Mime type | Status | Description |
---|---|---|
audio/aac | Preferred | The preferred default MIME type. Defined in ISO 13818-7 and ISO 14496-3. |
audio/aacp | Next generation | Describes AAC Plus (HE-AAC). |
audio/3gpp | Legacy | Used with feature phones and defined in RFC 3839. |
audio/3gpp2 | Legacy | Used with feature phones and defined in RFC 4393. |
audio/mp4 | Current | Described in RFC 4337 and updated in RFC 6381 to add ISO file containers. |
audio/mp4a-latm | Current | RTP payload format suitable for teleconferencing. Described in RFC 3016 and updated in RFC 6416. |
audio/mpeg4-generic | Current | RFC 3640 describes the RTP Payload Format for Transport of MPEG-4 Elementary Streams. Updated by RFC 6295. |
audio/x-aac | Proprietary | Deprecated for use in new projects. Use audio/aac instead. Not registered with IANA. |
The 'X-' MIME types are sometimes used to introduce new features into web browsers and other software. The prefix hides them for general use and allows experimentation with the features until they are confirmed to work. At that point the prefix is removed. They are not canonical and never registered with the IANA.
Tagging AAC Files
The .aac files are simple binary containers carrying raw encoded audio in an ADTS elementary stream. These cannot be tagged with metadata without breaking the bitstream syntax. To add metadata, encapsulate the AAC elementary streams inside an .mp4 or .m4a file and then add the tags. The conversion to MPEG-4 files breaks the ADTS stream into segments, which allows the essence and metadata packets to be interleaved.
Do not perform this conversion simply by renaming the file to change the file extension! The internal content will not be changed and the file now has an incorrect extension to describe the content.
Convert an .aac file to an MPEG container with the ffmpeg command-line tool like this:
ffmpeg -i input.aac -c:a copy output.m4a
The audio is properly transcoded into segments without being uncompressed first. This avoids introducing additional lossy artefacts from a recompression.
Then add the metadata tagging to the MPEG container file with ffmpeg or ExifTool.
Two alternative ID3 metadata tagging dictionaries are in popular use:
- Generic (vanilla) ID3 metadata tags described by the de-facto specification.
- Proprietary Apple iTunes extended ID3 metadata tags that enhance the generic specification.
The ISO 15938 (MPEG-7) standard describes an alternative tagging scheme for use with MPEG content.

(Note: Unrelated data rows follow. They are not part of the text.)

//! Common utilities and shared types for galerie.
//!
//! This crate provides foundational components used across all galerie crates:
//!
//! - **Configuration**: Application settings via [`Config`]
//! - **Error handling**: Unified error types via [`AppError`] and [`AppResult`]
//! - **ID Generation**: Entity ids, API tokens and media filenames via [`IdGenerator`]
//! - **Media kinds**: Extension allow-list and MIME lookup via [`MediaKind`]

pub mod config;
pub mod error;
pub mod id;
pub mod media_kind;

pub use config::{Config, MediaConfig};
pub use error::{AppError, AppResult};
pub use id::IdGenerator;
pub use media_kind::MediaKind;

Where ID3 tags are simple name-value pairs, MPEG-7 is a bulkier XML structured format. ID3 is more popular.
AAC Implementations
Coding tools are often presented via a Graphical User Interface (GUI) wrapper for easier access. It may not be obvious at first, but the encoders are also accessible from the shell scripting environment. Command-line tools integrate more easily with workflow automation than graphical user interface applications.
Encoders supporting 8 channels are necessary for 7.1 surround-sound content. The 5.1 format can be encoded with 6 channels. This table is arranged in performance and functionality order.
Project | Chan | Description |
---|---|---|
Apple AAC | 8 | Part of QuickTime and iTunes but can be called to action with the afconvert command on a macOS system. It also integrates with the ffmpeg tool. This is thought to be the best performing encoder for general use. |
Fraunhofer FDK AAC | 8 | Released as part of the Android project. It is an open-source library but may require license fees. This is a low latency version of the encoder. FDK can be integrated with the ffmpeg tool. It is recommended as a good quality encoder and is widely supported on different OS platforms. |
fdkaac | 8 | A command-line tool built on top of the Fraunhofer FDK AAC software library. |
ffmpeg/Libav fork | 8 | The ffmpeg project has incorporated improvements to make this a more stable coder. The VBR support is reckoned to be poor and some of the more sophisticated audio object types are unsupported. |
Fraunhofer FhG AAC | 6 | Embedded inside Winamp on Windows but can be called to action from the command-line with the fhgaacenc command. This is developed by an entirely different team and uses a different mathematical technique compared to the FDK encoder. |
Nero AAC | 6 | Free for non-commercial use. Only available on Windows and Linux. Unsupported since 2010. The neroAacEnc command-line tool converts .wav files into .mp4 files containing AAC audio. |
FAAC | 6 | Partly open-sourced with proprietary components. The CBR support is reckoned to be inadequate. Based on the MPEG reference code published as part of the ISO standard. |
Microsoft MFT AAC | 6 | The supported channel count varies depending on the Windows OS this is hosted on. |
Libav | 2 | Stereo only. Not as up to date as the ffmpeg fork of this project. Can be used as a foundation to build command-line tools. |
VisualOn AAC | 2 | Poorly performing CBR performance and no support for VBR. This project is declared to be open-source but that is unconfirmed from a patents and legal perspective. |
Note that ffmpeg is both a command-line tool (ffmpeg) and an open-source project (ffmpeg).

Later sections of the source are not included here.